Аннотация:We used composite facial expressions to explore the role of diagnostic features in upper and
lower half-faces in emotion discrimination. Stimuli were images of six basic emotional expressions
plus Neutral of a male poser (Ekman&Friesen, 1976), and 24 composites combining Happiness,
Anger and Fear in upper or lower face with other 5 expressions. These three expressions
concentrate their distinguishing features in a single half-face. Stimuli were presented in 930
concurrent pairs, each for 2000 ms. Eighteen participants rated pair wise similarity on a scale
from 1 to 9. Full matrices were processed with PROXSCAL multidimensional scaling program.
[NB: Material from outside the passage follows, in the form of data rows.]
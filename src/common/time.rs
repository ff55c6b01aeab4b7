//! Simulated Time and Clock Domains.
//!
//! Simulated time is counted in ticks of one picosecond. Components that
//! operate on a clock convert their latencies to cycles of that clock and
//! align scheduled events to clock edges.

/// Simulated time in picoseconds.
pub type Tick = u64;

/// A number of clock cycles of some clock domain.
pub type Cycles = u64;

/// Ticks per nanosecond.
pub const TICKS_PER_NS: Tick = 1_000;

/// Ticks per microsecond.
pub const TICKS_PER_US: Tick = 1_000_000;

/// A fixed-frequency clock.
#[derive(Clone, Copy, Debug, PartialEq, Eq)]
pub struct ClockDomain {
    period: Tick,
}

impl ClockDomain {
    /// Creates a clock with the given period in ticks.
    ///
    /// A zero period is clamped to one tick so that edge arithmetic
    /// never divides by zero.
    pub fn new(period: Tick) -> Self {
        Self {
            period: period.max(1),
        }
    }

    /// Returns the clock period in ticks.
    pub fn period(&self) -> Tick {
        self.period
    }

    /// Converts a duration in ticks to cycles, rounding up.
    pub fn ticks_to_cycles(&self, ticks: Tick) -> Cycles {
        ticks.div_ceil(self.period)
    }

    /// Converts cycles to a duration in ticks.
    pub fn cycles_to_ticks(&self, cycles: Cycles) -> Tick {
        cycles * self.period
    }

    /// Returns the tick of the clock edge `cycles` cycles after the first
    /// edge at or after `now`.
    ///
    /// # Arguments
    ///
    /// * `now` - Current simulated time.
    /// * `cycles` - Number of whole cycles to add after alignment.
    pub fn edge(&self, now: Tick, cycles: Cycles) -> Tick {
        let aligned = now.div_ceil(self.period) * self.period;
        aligned + self.cycles_to_ticks(cycles)
    }
}

impl Default for ClockDomain {
    /// A 1 GHz clock.
    fn default() -> Self {
        Self::new(TICKS_PER_NS)
    }
}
We retained a 5D solution (Stress=10.3%). D1 and D3 captured lower-face variations: D1
separated X-Happiness (smiling mouth) from other stimuli, with X-Disgust and X-Sadness
(closed mouth) at the other extreme; D3 opposed X-Anger (compressed mouth) and X-Fear,
X-Surprise (open mouth). Other dimensions were upper-face: D2 opposed Fear-X, Surprise-X
(wide-opened eyes) and other expressions; D4 separated Fear-X from Surprise-X, and Sadness-X
from others; D5 separated Anger-X from others. Similarity processing treated diagnostic facial
features as independent components. That is, the solution resolved into independent upper- and
lower- face sub-spaces, with little sign of holistic aspects for these expressions of complex, hardto-verbalise emotions.